Exercise goal:
The lines from the top of the records below through the one containing "-> Result<Json<InterviewDetailResponse>, AppError>" are to be transcribed exactly, and nothing else is to be added.

Source data:

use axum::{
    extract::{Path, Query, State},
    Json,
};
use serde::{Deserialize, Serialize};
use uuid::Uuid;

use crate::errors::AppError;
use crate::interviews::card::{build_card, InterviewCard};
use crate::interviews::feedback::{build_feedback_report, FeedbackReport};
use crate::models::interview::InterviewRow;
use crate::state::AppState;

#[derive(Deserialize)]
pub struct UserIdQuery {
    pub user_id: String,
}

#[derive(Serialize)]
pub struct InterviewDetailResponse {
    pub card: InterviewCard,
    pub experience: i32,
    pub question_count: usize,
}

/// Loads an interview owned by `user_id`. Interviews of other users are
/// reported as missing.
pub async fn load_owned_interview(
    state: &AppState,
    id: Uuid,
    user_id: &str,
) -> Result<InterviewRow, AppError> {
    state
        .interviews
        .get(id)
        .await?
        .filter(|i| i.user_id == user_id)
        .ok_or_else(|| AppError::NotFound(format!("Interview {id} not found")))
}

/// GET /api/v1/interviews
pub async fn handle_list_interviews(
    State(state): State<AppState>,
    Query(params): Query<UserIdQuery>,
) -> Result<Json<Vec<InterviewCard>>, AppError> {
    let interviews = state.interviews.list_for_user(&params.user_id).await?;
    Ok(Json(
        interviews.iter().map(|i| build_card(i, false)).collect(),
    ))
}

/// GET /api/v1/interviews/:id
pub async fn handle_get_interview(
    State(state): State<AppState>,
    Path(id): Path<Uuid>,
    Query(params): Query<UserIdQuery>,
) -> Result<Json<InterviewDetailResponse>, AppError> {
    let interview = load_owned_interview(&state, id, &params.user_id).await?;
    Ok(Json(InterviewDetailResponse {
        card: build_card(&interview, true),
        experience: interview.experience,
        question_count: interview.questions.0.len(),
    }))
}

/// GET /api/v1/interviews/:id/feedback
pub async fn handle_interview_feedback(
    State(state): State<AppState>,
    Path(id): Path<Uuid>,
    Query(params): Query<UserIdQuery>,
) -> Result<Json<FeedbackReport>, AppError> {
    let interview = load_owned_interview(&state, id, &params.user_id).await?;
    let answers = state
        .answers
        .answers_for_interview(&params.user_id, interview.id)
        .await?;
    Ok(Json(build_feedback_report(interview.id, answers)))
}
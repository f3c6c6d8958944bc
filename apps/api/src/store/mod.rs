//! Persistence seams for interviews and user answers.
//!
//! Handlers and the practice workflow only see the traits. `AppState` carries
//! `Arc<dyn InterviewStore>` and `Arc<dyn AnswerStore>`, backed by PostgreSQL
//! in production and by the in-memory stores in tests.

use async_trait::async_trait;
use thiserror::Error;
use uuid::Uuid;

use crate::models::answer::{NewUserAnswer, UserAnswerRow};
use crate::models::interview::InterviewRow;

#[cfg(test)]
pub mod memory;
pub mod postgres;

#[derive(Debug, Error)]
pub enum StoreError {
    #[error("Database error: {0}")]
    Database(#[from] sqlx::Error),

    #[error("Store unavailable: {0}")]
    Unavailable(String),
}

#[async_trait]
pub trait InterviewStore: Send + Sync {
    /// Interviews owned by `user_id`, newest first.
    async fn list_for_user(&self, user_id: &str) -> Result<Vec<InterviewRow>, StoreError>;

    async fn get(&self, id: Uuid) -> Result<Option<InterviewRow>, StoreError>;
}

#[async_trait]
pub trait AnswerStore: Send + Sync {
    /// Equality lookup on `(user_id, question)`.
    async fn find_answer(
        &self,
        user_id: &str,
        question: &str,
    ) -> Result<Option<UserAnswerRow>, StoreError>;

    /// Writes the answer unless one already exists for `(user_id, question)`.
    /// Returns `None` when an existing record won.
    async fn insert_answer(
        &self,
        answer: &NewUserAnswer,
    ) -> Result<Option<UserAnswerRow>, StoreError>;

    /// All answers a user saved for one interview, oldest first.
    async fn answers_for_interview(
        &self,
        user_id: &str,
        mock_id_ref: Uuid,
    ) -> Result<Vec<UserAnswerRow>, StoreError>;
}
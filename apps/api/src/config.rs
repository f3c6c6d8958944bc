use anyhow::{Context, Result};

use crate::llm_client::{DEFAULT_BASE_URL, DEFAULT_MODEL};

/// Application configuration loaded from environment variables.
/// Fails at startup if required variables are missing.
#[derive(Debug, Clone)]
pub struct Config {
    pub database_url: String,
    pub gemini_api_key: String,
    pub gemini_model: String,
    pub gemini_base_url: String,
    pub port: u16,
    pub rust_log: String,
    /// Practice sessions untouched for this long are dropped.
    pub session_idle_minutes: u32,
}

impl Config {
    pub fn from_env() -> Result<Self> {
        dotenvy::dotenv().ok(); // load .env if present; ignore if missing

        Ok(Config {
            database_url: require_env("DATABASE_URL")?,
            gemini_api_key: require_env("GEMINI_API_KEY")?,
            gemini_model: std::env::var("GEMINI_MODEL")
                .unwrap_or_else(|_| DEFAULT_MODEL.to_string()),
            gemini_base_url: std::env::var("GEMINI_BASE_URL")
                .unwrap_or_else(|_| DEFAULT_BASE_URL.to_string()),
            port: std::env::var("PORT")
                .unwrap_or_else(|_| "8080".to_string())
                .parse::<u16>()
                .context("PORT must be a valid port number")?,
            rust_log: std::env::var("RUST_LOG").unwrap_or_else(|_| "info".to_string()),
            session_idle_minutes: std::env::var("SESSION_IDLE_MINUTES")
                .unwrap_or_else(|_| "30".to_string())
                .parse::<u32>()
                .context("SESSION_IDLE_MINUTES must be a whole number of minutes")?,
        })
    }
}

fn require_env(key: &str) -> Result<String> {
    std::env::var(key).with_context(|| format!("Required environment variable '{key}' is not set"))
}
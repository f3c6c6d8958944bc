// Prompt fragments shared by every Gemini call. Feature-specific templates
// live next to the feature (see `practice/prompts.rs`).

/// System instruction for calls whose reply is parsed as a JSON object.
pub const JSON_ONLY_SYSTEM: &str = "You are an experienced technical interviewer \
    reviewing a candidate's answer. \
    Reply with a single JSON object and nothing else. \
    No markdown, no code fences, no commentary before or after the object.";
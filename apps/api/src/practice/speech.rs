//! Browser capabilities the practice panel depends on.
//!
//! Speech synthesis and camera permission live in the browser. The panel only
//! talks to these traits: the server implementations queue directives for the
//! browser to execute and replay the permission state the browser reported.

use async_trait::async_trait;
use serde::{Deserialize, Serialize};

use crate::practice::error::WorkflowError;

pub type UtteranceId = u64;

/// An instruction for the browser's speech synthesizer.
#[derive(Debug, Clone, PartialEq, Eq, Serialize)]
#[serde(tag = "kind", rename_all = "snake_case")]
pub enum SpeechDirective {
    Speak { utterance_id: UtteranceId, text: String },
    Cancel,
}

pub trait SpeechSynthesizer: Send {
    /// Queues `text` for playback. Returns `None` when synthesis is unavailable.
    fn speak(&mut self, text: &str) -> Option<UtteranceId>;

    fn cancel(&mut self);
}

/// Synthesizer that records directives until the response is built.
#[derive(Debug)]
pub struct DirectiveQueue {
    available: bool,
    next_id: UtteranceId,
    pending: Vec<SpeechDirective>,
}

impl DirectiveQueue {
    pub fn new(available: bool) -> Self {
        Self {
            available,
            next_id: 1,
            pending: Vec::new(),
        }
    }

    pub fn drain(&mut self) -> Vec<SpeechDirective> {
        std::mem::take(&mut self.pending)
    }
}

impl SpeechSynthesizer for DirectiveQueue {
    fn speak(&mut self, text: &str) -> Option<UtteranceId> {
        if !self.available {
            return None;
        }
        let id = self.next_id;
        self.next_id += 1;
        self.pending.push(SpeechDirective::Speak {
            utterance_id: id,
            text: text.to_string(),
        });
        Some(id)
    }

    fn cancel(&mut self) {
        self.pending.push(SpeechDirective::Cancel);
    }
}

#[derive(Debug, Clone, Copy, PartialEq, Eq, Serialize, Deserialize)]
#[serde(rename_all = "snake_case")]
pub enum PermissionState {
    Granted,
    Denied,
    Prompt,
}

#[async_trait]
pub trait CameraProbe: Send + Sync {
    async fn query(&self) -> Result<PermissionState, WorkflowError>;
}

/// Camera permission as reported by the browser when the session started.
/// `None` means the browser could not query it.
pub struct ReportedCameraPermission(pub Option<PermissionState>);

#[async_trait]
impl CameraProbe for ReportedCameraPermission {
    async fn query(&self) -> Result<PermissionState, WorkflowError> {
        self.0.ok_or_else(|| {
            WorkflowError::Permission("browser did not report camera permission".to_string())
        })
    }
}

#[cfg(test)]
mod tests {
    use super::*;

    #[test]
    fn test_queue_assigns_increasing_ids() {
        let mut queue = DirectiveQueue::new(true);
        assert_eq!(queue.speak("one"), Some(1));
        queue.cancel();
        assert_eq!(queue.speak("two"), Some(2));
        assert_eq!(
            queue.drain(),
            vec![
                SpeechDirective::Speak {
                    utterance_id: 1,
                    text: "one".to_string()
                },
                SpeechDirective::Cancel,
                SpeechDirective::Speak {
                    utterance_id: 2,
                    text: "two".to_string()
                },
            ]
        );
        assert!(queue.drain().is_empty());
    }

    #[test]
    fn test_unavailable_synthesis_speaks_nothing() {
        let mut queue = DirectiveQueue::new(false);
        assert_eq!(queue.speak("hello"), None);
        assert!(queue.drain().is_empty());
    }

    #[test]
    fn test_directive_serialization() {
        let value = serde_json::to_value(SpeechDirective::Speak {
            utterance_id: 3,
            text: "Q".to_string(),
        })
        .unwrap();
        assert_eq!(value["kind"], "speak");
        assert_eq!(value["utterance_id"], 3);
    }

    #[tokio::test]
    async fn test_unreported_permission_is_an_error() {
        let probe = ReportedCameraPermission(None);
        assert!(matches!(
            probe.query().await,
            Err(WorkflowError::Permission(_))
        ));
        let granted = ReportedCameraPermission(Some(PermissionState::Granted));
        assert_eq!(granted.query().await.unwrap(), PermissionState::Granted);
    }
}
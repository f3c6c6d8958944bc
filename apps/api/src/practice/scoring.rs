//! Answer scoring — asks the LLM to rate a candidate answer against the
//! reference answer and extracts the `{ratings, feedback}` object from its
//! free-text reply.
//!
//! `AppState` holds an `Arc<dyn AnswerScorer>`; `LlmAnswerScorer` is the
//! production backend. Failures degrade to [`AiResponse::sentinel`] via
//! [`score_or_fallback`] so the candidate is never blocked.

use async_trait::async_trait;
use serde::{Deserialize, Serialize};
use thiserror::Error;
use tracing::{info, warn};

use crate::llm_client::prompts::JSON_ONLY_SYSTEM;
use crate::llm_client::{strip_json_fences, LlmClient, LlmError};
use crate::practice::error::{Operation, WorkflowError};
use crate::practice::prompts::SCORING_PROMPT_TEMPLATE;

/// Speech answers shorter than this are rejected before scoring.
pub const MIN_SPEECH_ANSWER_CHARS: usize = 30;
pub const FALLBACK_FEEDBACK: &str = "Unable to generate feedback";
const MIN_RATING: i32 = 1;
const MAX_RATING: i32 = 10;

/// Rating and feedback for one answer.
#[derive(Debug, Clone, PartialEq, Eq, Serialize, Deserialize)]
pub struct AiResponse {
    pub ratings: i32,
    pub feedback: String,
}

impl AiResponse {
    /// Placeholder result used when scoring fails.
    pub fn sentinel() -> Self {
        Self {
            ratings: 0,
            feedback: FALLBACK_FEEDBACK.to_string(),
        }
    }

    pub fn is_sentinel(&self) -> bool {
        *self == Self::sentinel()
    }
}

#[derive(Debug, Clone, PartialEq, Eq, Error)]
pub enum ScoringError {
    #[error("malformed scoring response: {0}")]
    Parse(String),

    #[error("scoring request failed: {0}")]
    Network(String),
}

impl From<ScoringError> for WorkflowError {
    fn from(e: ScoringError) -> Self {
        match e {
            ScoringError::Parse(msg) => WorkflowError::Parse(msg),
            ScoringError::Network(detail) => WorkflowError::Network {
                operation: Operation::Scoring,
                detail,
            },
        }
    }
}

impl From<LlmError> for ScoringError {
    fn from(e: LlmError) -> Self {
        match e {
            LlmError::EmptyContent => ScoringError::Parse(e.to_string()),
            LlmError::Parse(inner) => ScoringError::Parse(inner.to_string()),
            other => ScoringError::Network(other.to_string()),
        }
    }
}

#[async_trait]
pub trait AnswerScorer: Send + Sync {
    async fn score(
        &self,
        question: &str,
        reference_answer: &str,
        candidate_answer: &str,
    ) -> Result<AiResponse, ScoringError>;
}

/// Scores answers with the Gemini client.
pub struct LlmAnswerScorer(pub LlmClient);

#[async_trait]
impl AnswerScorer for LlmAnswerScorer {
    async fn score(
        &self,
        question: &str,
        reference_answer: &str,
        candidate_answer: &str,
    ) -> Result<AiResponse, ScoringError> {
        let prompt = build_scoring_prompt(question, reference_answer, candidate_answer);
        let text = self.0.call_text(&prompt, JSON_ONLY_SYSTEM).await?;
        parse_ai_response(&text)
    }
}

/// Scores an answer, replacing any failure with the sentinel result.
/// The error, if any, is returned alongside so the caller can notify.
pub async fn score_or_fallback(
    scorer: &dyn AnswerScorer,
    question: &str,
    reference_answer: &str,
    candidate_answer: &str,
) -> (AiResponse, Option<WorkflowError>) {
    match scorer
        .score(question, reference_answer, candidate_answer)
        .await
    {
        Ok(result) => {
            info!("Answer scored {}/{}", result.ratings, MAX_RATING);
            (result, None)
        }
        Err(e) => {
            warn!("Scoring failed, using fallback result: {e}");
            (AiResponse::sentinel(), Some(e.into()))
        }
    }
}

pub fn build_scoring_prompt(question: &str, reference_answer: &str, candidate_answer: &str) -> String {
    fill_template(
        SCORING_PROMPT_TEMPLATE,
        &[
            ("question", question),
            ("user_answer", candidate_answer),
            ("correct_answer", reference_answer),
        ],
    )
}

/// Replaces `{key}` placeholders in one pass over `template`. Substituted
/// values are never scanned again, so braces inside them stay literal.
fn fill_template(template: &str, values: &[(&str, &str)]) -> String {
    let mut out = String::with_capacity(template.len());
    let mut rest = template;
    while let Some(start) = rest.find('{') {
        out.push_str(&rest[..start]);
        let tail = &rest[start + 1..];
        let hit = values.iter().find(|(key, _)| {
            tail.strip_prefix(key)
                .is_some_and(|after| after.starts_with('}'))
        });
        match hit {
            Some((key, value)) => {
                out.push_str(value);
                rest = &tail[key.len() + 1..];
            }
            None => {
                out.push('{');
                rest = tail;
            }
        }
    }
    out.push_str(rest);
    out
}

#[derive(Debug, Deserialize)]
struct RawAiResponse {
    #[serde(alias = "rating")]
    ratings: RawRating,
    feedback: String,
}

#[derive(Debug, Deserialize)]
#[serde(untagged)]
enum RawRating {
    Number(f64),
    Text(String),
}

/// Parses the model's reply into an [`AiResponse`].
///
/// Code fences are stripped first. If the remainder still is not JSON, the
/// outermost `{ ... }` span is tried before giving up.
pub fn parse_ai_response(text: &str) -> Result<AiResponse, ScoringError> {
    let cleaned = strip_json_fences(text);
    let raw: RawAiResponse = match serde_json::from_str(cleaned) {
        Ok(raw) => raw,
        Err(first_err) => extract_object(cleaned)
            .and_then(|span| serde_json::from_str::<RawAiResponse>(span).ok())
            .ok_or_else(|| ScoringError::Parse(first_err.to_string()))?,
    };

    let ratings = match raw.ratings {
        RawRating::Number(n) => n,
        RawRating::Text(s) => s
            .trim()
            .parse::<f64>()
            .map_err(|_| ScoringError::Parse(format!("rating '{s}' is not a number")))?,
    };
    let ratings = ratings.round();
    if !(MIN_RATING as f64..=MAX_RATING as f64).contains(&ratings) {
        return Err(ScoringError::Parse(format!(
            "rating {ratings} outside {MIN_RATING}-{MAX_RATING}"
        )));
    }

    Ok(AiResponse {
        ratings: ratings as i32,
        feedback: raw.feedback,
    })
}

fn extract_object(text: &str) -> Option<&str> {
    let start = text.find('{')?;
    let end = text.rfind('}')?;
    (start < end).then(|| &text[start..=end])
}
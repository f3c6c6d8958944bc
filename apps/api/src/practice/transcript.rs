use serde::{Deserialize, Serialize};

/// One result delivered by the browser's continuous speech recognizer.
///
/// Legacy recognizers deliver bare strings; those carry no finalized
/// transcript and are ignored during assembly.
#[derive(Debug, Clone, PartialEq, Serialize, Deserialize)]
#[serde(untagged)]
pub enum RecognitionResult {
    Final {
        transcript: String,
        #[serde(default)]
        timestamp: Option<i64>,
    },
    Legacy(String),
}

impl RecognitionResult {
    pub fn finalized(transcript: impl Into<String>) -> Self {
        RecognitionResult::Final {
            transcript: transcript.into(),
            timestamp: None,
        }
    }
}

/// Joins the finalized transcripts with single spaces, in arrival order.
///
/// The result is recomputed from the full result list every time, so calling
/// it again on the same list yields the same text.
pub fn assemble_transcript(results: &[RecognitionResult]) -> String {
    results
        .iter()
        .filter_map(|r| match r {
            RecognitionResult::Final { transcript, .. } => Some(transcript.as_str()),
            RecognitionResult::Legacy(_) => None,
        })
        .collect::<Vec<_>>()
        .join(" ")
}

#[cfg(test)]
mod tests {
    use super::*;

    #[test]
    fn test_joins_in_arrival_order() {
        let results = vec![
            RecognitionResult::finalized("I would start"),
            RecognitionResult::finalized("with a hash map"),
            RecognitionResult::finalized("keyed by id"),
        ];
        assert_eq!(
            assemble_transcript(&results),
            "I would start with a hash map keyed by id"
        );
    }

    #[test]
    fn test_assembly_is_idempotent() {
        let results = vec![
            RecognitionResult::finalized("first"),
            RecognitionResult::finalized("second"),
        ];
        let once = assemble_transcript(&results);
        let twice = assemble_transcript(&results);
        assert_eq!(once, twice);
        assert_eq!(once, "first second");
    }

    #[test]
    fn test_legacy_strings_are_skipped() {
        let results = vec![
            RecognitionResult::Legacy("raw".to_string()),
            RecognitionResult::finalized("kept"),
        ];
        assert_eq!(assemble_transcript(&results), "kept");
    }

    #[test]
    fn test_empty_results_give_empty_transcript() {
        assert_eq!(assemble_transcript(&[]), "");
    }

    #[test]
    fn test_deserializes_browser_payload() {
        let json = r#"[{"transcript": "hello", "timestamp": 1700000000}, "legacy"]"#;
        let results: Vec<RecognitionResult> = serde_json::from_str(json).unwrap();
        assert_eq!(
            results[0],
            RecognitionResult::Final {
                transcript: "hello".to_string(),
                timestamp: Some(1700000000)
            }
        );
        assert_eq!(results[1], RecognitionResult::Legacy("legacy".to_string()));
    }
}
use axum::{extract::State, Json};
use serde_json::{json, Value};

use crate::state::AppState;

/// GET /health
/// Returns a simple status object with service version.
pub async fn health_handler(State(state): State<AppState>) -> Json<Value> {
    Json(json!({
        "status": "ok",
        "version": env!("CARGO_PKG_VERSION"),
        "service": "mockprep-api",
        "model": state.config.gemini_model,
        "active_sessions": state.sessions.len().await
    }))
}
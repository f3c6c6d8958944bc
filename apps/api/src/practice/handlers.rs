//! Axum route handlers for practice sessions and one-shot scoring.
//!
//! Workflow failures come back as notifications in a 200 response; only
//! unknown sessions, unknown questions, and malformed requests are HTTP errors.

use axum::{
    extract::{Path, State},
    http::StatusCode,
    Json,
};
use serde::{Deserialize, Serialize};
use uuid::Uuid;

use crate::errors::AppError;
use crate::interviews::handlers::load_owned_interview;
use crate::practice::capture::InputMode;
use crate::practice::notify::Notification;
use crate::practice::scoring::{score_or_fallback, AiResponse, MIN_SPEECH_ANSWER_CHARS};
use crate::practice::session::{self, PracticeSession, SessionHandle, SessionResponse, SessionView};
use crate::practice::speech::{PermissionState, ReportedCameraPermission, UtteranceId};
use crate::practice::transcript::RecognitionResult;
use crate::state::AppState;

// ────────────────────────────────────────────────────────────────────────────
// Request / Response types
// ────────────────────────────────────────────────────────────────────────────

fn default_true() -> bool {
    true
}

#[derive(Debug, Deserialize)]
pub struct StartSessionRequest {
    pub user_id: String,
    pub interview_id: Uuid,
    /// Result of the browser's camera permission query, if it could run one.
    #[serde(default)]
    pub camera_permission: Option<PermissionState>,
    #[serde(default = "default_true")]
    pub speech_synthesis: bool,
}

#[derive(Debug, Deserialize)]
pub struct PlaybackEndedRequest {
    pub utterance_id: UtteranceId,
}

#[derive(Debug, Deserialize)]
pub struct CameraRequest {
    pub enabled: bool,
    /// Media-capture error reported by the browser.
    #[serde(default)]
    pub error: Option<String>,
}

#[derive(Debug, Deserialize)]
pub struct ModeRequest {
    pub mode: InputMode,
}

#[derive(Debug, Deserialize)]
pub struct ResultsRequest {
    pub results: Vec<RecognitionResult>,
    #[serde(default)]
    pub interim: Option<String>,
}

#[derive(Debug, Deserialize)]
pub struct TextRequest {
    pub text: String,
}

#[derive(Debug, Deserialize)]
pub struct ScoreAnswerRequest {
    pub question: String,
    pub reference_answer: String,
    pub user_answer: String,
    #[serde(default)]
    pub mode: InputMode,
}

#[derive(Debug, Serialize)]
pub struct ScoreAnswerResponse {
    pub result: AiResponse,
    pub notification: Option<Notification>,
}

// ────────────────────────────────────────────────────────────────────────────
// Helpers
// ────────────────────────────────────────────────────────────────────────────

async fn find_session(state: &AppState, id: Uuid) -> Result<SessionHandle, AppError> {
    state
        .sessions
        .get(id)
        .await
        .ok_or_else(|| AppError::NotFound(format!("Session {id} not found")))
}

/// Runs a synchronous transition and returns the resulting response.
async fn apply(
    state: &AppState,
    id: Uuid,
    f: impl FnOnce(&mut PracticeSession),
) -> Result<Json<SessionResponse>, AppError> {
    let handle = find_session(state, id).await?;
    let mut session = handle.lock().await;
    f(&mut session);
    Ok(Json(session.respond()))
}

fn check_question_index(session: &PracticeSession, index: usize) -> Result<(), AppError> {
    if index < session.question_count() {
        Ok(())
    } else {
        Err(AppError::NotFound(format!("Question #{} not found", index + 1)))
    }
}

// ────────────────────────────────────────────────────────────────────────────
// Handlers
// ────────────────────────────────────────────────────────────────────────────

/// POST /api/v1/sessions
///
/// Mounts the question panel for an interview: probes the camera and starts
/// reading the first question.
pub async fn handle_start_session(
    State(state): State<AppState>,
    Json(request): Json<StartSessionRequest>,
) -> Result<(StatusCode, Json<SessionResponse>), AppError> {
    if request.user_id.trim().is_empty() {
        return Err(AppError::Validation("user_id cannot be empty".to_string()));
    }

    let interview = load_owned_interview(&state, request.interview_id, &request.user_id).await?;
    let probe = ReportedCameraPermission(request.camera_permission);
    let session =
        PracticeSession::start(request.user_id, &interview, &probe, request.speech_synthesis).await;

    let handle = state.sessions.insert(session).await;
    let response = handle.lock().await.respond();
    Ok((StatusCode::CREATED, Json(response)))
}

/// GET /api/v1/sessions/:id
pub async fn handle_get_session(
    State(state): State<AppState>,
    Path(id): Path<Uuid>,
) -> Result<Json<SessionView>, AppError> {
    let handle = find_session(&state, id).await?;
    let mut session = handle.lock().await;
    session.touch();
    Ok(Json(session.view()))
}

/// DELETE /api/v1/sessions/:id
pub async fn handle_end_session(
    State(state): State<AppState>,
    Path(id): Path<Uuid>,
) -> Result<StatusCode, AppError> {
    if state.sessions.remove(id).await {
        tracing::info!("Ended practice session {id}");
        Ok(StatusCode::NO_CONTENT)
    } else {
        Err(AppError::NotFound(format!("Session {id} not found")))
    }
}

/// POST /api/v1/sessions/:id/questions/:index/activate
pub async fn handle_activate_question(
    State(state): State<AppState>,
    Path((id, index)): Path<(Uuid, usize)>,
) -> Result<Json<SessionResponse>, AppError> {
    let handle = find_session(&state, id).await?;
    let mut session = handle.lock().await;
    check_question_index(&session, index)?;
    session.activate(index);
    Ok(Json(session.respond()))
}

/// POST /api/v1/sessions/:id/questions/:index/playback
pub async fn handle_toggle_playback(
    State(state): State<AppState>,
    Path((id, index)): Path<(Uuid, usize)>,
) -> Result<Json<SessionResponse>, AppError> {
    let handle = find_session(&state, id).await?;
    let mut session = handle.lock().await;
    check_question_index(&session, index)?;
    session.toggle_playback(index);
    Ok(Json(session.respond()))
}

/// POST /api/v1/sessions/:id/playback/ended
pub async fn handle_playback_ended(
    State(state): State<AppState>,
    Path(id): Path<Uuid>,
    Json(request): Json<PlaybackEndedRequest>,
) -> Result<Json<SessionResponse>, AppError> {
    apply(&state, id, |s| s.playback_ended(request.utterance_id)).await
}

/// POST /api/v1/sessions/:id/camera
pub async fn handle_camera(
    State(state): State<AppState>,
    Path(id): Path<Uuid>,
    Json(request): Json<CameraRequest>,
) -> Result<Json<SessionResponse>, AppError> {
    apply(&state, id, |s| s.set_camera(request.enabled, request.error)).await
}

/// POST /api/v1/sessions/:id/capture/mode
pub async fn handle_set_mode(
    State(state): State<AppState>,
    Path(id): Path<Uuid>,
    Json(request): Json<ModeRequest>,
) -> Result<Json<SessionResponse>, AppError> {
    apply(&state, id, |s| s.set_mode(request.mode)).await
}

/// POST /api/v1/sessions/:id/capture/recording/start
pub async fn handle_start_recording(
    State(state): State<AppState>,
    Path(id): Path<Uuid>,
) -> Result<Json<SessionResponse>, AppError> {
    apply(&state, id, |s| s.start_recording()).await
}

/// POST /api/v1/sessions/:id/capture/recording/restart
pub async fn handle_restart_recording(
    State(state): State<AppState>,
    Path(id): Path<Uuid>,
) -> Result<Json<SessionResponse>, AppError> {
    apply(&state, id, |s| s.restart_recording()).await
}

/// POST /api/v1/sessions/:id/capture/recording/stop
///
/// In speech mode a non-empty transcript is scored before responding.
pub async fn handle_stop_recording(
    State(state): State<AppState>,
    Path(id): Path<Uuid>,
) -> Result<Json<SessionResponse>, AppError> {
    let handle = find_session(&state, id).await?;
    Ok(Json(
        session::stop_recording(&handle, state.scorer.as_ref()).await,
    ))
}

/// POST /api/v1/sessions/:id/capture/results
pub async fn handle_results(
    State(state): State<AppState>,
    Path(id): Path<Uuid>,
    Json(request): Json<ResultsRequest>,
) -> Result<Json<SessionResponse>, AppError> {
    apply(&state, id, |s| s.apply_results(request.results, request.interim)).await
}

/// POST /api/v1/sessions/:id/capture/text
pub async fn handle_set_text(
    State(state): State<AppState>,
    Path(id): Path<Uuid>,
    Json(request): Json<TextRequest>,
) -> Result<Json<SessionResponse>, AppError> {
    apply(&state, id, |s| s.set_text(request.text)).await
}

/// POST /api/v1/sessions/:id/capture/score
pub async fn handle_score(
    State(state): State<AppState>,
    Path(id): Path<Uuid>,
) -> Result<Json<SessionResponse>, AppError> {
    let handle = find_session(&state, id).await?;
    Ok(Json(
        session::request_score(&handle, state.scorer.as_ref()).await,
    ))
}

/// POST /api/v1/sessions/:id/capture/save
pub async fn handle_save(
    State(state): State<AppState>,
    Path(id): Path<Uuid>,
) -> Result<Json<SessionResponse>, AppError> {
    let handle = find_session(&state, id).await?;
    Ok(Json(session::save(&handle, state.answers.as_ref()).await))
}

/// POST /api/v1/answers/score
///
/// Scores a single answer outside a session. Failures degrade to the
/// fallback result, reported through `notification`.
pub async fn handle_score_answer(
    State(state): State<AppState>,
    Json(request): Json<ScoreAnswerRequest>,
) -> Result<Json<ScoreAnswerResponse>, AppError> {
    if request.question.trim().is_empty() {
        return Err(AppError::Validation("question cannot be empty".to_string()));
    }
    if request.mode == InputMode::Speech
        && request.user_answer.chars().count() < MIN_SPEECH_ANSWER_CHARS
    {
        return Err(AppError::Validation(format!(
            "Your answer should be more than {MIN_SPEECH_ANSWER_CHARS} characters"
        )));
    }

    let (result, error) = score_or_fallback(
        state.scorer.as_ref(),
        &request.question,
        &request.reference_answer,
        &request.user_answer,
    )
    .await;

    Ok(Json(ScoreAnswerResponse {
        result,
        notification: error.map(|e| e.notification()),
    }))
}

The completed task:
use axum::{
    extract::{Path, Query, State},
    Json,
};
use serde::{Deserialize, Serialize};
use uuid::Uuid;

use crate::errors::AppError;
use crate::interviews::card::{build_card, InterviewCard};
use crate::interviews::feedback::{build_feedback_report, FeedbackReport};
use crate::models::interview::InterviewRow;
use crate::state::AppState;

#[derive(Deserialize)]
pub struct UserIdQuery {
    pub user_id: String,
}

#[derive(Serialize)]
pub struct InterviewDetailResponse {
    pub card: InterviewCard,
    pub experience: i32,
    pub question_count: usize,
}

/// Loads an interview owned by `user_id`. Interviews of other users are
/// reported as missing.
pub async fn load_owned_interview(
    state: &AppState,
    id: Uuid,
    user_id: &str,
) -> Result<InterviewRow, AppError> {
    state
        .interviews
        .get(id)
        .await?
        .filter(|i| i.user_id == user_id)
        .ok_or_else(|| AppError::NotFound(format!("Interview {id} not found")))
}

/// GET /api/v1/interviews
pub async fn handle_list_interviews(
    State(state): State<AppState>,
    Query(params): Query<UserIdQuery>,
) -> Result<Json<Vec<InterviewCard>>, AppError> {
    let interviews = state.interviews.list_for_user(&params.user_id).await?;
    Ok(Json(
        interviews.iter().map(|i| build_card(i, false)).collect(),
    ))
}

/// GET /api/v1/interviews/:id
pub async fn handle_get_interview(
    State(state): State<AppState>,
    Path(id): Path<Uuid>,
    Query(params): Query<UserIdQuery>,
) -> Result<Json<InterviewDetailResponse>, AppError> {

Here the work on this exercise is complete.